The Roma stereotype is not new, but a continuation of ingrained prejudice. When Slovakia and other Central and eastern European countries joined the European Union in 2004, similar articles surfaced: 

The Daily Express, for example, ran the headline, "Britain won't let us starve: Gypsies say they can't wait to arrive in land of dole and benefits." The article continued to say that, "This most repressed of people see Britain as some sort of promised land where all their prayers will be answered. To them, Britain's economy … can easily sustain Gypsy families where eight children are not uncommon … In Slovakia there are signs that the country is giving its estimated 500,000 Roma Gypsies every encouragement to go."

The Daily Mail published an article entitled, "Benefits Britain, here we come", reporting that, “A ‘disturbing dispatch’ reports on a family of Slovak Gypsies and their dreams of returning to the UK where they once sought asylum. 'How do I get free accommodation?' 47-year-old Viera asks. 'And if my daughter has a baby there,' she says, her eyes lighting up, 'will the baby be British?'"

So it seems we have been reading these stereotyped storylines before. On the same day as this year's debate in Parliament, BBC Newsnight published the results of a survey that showed that very few Bulgarians or Romanians had made any concrete preparations to work or travel to the UK when the employment restrictions end. The BBC found that in Romania just 1% of the total survey sample said they were looking for work in the UK in 2013 or 2014, whether with a recruitment agency or on their own. The findings must have left a few red faces among anti-immigration MPs when people can read and compare two differing views, one based on myth and popularism, and one on fact. 

Just as not all Brits live on sink estates, neither do all Roma live in shanty towns. The Roma are the largest ethnic group in Europe at about ten million people. It’s a nonsense that a stereotype can cover so many people. The award-winning photographer Carlo Gianferro published photographs of the interiors of Roma houses, together with their owners, to help break this stereotype. The portraits won a World Press Photo prize in 2009. The Mail Online ran an article using the photographs with captions claiming that the houses were built on the proceeds of benefit cheating in the UK (the piece has since been removed). Debunk one stereotype and someone will see an opportunity to raise another.

One Roma I know, an amazing young woman, was invited to a luncheon with The Queen during the Jubilee year in recognition of her work with families and young people in Manchester. There are Roma teachers, health workers, police and other professionals in the UK. Many undertake voluntary work. No different to any other ethnic or national group. Yes, some culture and traditions are different. Where would flamenco music and dance be without the Roma? But not all Roma listen to, let alone play or dance flamenco. One Roma friend swears he can’t dance. Neither can I.

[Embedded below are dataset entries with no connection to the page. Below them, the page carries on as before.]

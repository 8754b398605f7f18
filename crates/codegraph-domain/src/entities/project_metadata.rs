//! `ProjectMetadata`: the persisted result of one project-level summary
//! generation run (`codegraph metadata regenerate`).

use chrono::{DateTime, Utc};
use serde::{Deserialize, Serialize};

/// A free-text project summary produced by a single bounded LLM call over
/// the project's entity/file counts, stored for `metadata show` to read
/// back without regenerating.
#[derive(Debug, Clone, PartialEq, Eq, Serialize, Deserialize)]
pub struct ProjectMetadata {
    /// Project this summary describes.
    pub project_name: String,
    /// The generated summary text.
    pub summary: String,
    /// What triggered generation (`"manual"`, `"post_index"`).
    pub triggered_by: String,
    /// When this summary was generated.
    pub generated_at: DateTime<Utc>,
}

It is true that many Roma are subject to racism and discrimination in the countries of Central and Eastern Europe. That in a number of those countries there is a disproportionate number of Roma children placed in special needs schools just because of their ethnicity. That was the finding of the European Court of Justice in 2007, DH and others v. the Czech Republic, and little has changed since that ruling. Many live in areas with little opportunity to work and in poor living conditions. More effective use of EU and national funds in Eastern Europe and stamping out the wastage and abuse of this money by the political elite and redirecting it to people working in the communities at most need of support would make a big difference. 

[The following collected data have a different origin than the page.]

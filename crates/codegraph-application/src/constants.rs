//! Application layer constants.
//!
//! Configuration-bindable defaults (chunk sizes, concurrency, retry policy)
//! live in `codegraph_domain::constants` and are reused from there; this
//! module only holds constants specific to orchestration.

// ============================================================================
// SCANNING
// ============================================================================

/// Directories skipped during codebase scanning regardless of ignore files.
pub const SKIP_DIRS: &[&str] = &[".git", "node_modules", "target", "__pycache__", "dist", "build"];

/// Publish a progress event every N files during a pipeline stage.
pub const PROGRESS_UPDATE_INTERVAL: usize = 10;

// ============================================================================
// GRAPH WRITER (§4.8)
// ============================================================================

/// Auto-flush an entity/relationship buffer once it holds this many records.
pub const DEFAULT_BATCH_SIZE: usize = 500;

// ============================================================================
// SUMMARIZER (§4.10) / DRIFT DETECTOR (§4.12)
// ============================================================================

/// Default bound on concurrent in-flight LLM summarization requests.
pub const DEFAULT_SUMMARY_CONCURRENCY: usize = 4;

/// Default bound on concurrent drift analyses within one project (§5:
/// "default 1 to protect rate limits").
pub const DEFAULT_DRIFT_CONCURRENCY: usize = 1;

/// Number of top-N candidate code chunks submitted to the implicit-link
/// finder per document chunk.
pub const IMPLICIT_LINK_CANDIDATE_COUNT: usize = 10;

/// Vector collection holding one embedded point per file/function/class
/// summary, alongside `code_chunks` and `document_chunks` (§6).
pub const SUMMARIES_COLLECTION: &str = "summaries";

// ============================================================================
// DOCUMENT PIPELINE (§4.11)
// ============================================================================

/// Markdown file extensions recognized by the document scanner.
pub const DOC_EXTENSIONS: &[&str] = &["md", "markdown", "mdx"];

/// Number of leading lines scanned for a document's title heading.
pub const TITLE_SCAN_LINES: usize = 20;

// ============================================================================
// WATCHER (§4.14)
// ============================================================================

/// Bounded channel capacity for the watcher's event queue.
pub const WATCHER_QUEUE_CAPACITY: usize = 1024;

/// Timeout for joining the OS filesystem observer on stop.
pub const WATCHER_JOIN_TIMEOUT: std::time::Duration = std::time::Duration::from_secs(5);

As would eliminating the easy, stereotyped way that Roma are portrayed as thieves, benefit cheats and people traffickers, the largest ethnic group in the EU yet the one with the least listened to voice in media, politics and society. The Community Channel season on Gypsy, Roma and Traveller communities in May and June will go some way to give them that voice, broadcasting programmes without an editorial or political agenda where Gypsies, Roma and Travellers are truly able to contribute their own views to provide a more balanced picture. The season offers fact over myth, and break down stereotypes. Let’s hope UK media with the worst examples catch up and do so soon.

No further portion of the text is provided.